Each year weather events in the US cause hundreds of deaths, thousands of injuries and billions of dollars in property and crop damage. This study summarises the events that cause most fatalities and injuries, and cause the most crop and property damage.
This study shows that tornadoes have the highest human cost and the third highest financial damage. Floods are the most damaging weather event from a financial perspective and have the third highest human cost. These results can assist policy makers focusing policy and regulations to reduce the impact of such events.
This report answers two questions:
The data for this report come in the form of a comma-separated-value file compressed via the bzip2 algorithm to reduce its size: Storm Data [47Mb]
There is also some documentation of the database available. Here you will find how some of the variables are constructed/defined.
The events in the database start in the year 1950 and end in November 2011. In the earlier years of the database there are generally fewer events recorded, most likely due to a lack of good records. More recent years should be considered more complete.
Due to memory restrictions, only those variable required for further analysis have been retained, i.e. EVTYPE
, MAG
, FATALITIES
, INJURIES
, PROPDMG
, PROPDMGEXP
, CROPDMG
.
if (!file.exists("repdata-data-StormData.csv.bz2")) {
url <- "https://d396qusza40orc.cloudfront.net/repdata%2Fdata%2FStormData.csv.bz2"
download.file(url, destfile="repdata-data-StormData.csv.bz2")
}
stormdata <- read.csv(bzfile("repdata-data-StormData.csv.bz2"), stringsAsFactors=F)

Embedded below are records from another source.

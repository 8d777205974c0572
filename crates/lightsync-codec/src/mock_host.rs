// SPDX-License-Identifier: Apache-2.0
// © James Ross Ω FLYING•ROBOTS <https://github.com/flyingrobots>
//! Mock host for headless testing of LightHost drivers.
//!
//! MockHost tracks lights in a BTreeMap without any engine behind it and
//! records every call, so tests can assert both the resulting scene and the
//! exact operations that produced it.

use std::collections::{BTreeMap, HashSet};

use lightsync_port::{
    HostError, HostHandle, LightHost, LightKind, LinearColor, Mobility, Rotator, Vec3,
};

/// Scene-side state of one mock light.
#[derive(Clone, Debug, PartialEq)]
pub struct MockLight {
    /// Primitive spawned.
    pub kind: LightKind,
    /// World location.
    pub location: Vec3,
    /// World rotation.
    pub rotation: Rotator,
    /// Host-unit intensity.
    pub intensity: f32,
    /// Light color.
    pub color: LinearColor,
    /// Component mobility.
    pub mobility: Mobility,
    /// Spot cone (inner, outer) degrees, once set.
    pub cone: Option<(f32, f32)>,
}

/// One recorded host call.
#[derive(Clone, Debug, PartialEq)]
pub enum HostCall {
    /// `spawn_light` succeeded.
    Spawn(HostHandle, LightKind),
    /// `set_location`.
    SetLocation(HostHandle),
    /// `set_rotation`.
    SetRotation(HostHandle),
    /// `set_intensity`.
    SetIntensity(HostHandle),
    /// `set_color`.
    SetColor(HostHandle),
    /// `set_mobility`.
    SetMobility(HostHandle),
    /// `set_cone_angles`.
    SetConeAngles(HostHandle),
    /// `destroy_light`.
    Destroy(HostHandle),
}

/// Mock light host for testing.
#[derive(Debug, Default)]
pub struct MockHost {
    /// Live lights keyed by handle (handles increase with spawn order).
    pub lights: BTreeMap<HostHandle, MockLight>,
    /// Every successful call, in order.
    pub calls: Vec<HostCall>,
    next_handle: u64,
    refused: HashSet<LightKind>,
}

impl MockHost {
    /// Create an empty mock host.
    pub fn new() -> Self {
        Self::default()
    }

    /// Make every future `spawn_light` of `kind` fail with [`HostError::Refused`].
    pub fn refuse_spawns_of(&mut self, kind: LightKind) {
        self.refused.insert(kind);
    }

    /// Number of live lights.
    pub fn light_count(&self) -> usize {
        self.lights.len()
    }

    /// Get a live light by handle.
    pub fn get_light(&self, handle: HostHandle) -> Option<&MockLight> {
        self.lights.get(&handle)
    }

    /// Live lights in spawn order.
    pub fn lights_in_order(&self) -> Vec<&MockLight> {
        self.lights.values().collect()
    }

    /// Count recorded calls matching a predicate.
    pub fn count_calls(&self, pred: impl Fn(&HostCall) -> bool) -> usize {
        self.calls.iter().filter(|c| pred(*c)).count()
    }

    /// Number of successful spawns so far.
    pub fn spawn_count(&self) -> usize {
        self.count_calls(|c| matches!(c, HostCall::Spawn(..)))
    }

    /// Number of successful destroys so far.
    pub fn destroy_count(&self) -> usize {
        self.count_calls(|c| matches!(c, HostCall::Destroy(_)))
    }

    /// Forget recorded calls (scene state is kept).
    pub fn clear_calls(&mut self) {
        self.calls.clear();
    }

    fn light_mut(&mut self, handle: HostHandle) -> Result<&mut MockLight, HostError> {
        self.lights
            .get_mut(&handle)
            .ok_or(HostError::UnknownHandle(handle))
    }
}

impl LightHost for MockHost {
    fn spawn_light(
        &mut self,
        kind: LightKind,
        location: Vec3,
        rotation: Rotator,
    ) -> Result<HostHandle, HostError> {
        if self.refused.contains(&kind) {
            return Err(HostError::Refused(kind));
        }
        self.next_handle += 1;
        let handle = HostHandle(self.next_handle);
        self.lights.insert(
            handle,
            MockLight {
                kind,
                location,
                rotation,
                intensity: 1.0,
                color: LinearColor::WHITE,
                mobility: Mobility::Static,
                cone: None,
            },
        );
        self.calls.push(HostCall::Spawn(handle, kind));
        Ok(handle)
    }

    fn set_location(&mut self, handle: HostHandle, location: Vec3) -> Result<(), HostError> {
        self.light_mut(handle)?.location = location;
        self.calls.push(HostCall::SetLocation(handle));
        Ok(())
    }

    fn set_rotation(&mut self, handle: HostHandle, rotation: Rotator) -> Result<(), HostError> {
        self.light_mut(handle)?.rotation = rotation;
        self.calls.push(HostCall::SetRotation(handle));
        Ok(())
    }

    fn set_intensity(&mut self, handle: HostHandle, intensity: f32) -> Result<(), HostError> {
        self.light_mut(handle)?.intensity = intensity;
        self.calls.push(HostCall::SetIntensity(handle));
        Ok(())
    }

    fn set_color(&mut self, handle: HostHandle, color: LinearColor) -> Result<(), HostError> {
        self.light_mut(handle)?.color = color;
        self.calls.push(HostCall::SetColor(handle));
        Ok(())
    }

    fn set_mobility(&mut self, handle: HostHandle, mobility: Mobility) -> Result<(), HostError> {
        self.light_mut(handle)?.mobility = mobility;
        self.calls.push(HostCall::SetMobility(handle));
        Ok(())
    }

    fn set_cone_angles(
        &mut self,
        handle: HostHandle,
        inner_deg: f32,
        outer_deg: f32,
    ) -> Result<(), HostError> {
        let light = self.light_mut(handle)?;
        if light.kind != LightKind::Spot {
            return Err(HostError::Backend(format!(
                "cone angles on {} light {handle}",
                light.kind
            )));
        }
        light.cone = Some((inner_deg, outer_deg));
        self.calls.push(HostCall::SetConeAngles(handle));
        Ok(())
    }

    fn destroy_light(&mut self, handle: HostHandle) -> Result<(), HostError> {
        self.lights
            .remove(&handle)
            .ok_or(HostError::UnknownHandle(handle))?;
        self.calls.push(HostCall::Destroy(handle));
        Ok(())
    }
}

#[cfg(test)]
mod tests {
    use super::*;

    #[test]
    fn spawn_then_configure() {
        let mut host = MockHost::new();
        let handle = host
            .spawn_light(LightKind::Spot, Vec3::new(1.0, 2.0, 3.0), Rotator::ZERO)
            .expect("spawn failed");
        host.set_intensity(handle, 1000.0).expect("intensity");
        host.set_cone_angles(handle, 10.0, 40.0).expect("cone");

        let light = host.get_light(handle).unwrap();
        assert_eq!(light.location, Vec3::new(1.0, 2.0, 3.0));
        assert_eq!(light.intensity, 1000.0);
        assert_eq!(light.cone, Some((10.0, 40.0)));
        assert_eq!(host.spawn_count(), 1);
    }

    #[test]
    fn handles_increase_in_spawn_order() {
        let mut host = MockHost::new();
        let a = host
            .spawn_light(LightKind::Point, Vec3::ZERO, Rotator::ZERO)
            .unwrap();
        let b = host
            .spawn_light(LightKind::Point, Vec3::ZERO, Rotator::ZERO)
            .unwrap();
        assert!(a < b);
    }

    #[test]
    fn refused_kind_fails_to_spawn() {
        let mut host = MockHost::new();
        host.refuse_spawns_of(LightKind::Directional);
        assert_eq!(
            host.spawn_light(LightKind::Directional, Vec3::ZERO, Rotator::ZERO),
            Err(HostError::Refused(LightKind::Directional))
        );
        assert!(host
            .spawn_light(LightKind::Point, Vec3::ZERO, Rotator::ZERO)
            .is_ok());
        assert_eq!(host.light_count(), 1);
    }

    #[test]
    fn cone_angles_only_on_spots() {
        let mut host = MockHost::new();
        let handle = host
            .spawn_light(LightKind::Point, Vec3::ZERO, Rotator::ZERO)
            .unwrap();
        assert!(matches!(
            host.set_cone_angles(handle, 0.0, 45.0),
            Err(HostError::Backend(_))
        ));
    }

    #[test]
    fn destroy_unknown_handle_errors() {
        let mut host = MockHost::new();
        let handle = host
            .spawn_light(LightKind::Point, Vec3::ZERO, Rotator::ZERO)
            .unwrap();
        host.destroy_light(handle).expect("destroy");
        assert_eq!(
            host.destroy_light(handle),
            Err(HostError::UnknownHandle(handle))
        );
        assert_eq!(host.destroy_count(), 1);
        assert_eq!(host.light_count(), 0);
    }
}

stormdata <- stormdata[,c(8,23:28)]
str(stormdata)
## 'data.frame': 902297 obs. of 7 variables:
## $ EVTYPE : chr "TORNADO" "TORNADO" "TORNADO" "TORNADO" ...
## $ FATALITIES: num 0 0 0 0 0 0 0 0 1 0 ...
## $ INJURIES : num 15 0 2 2 2 6 1 0 14 0 ...
## $ PROPDMG : num 25 2.5 25 2.5 2.5 2.5 2.5 2.5 25 25 ...
## $ PROPDMGEXP: chr "K" "K" "K" "K" ...
## $ CROPDMG : num 0 0 0 0 0 0 0 0 0 0 ...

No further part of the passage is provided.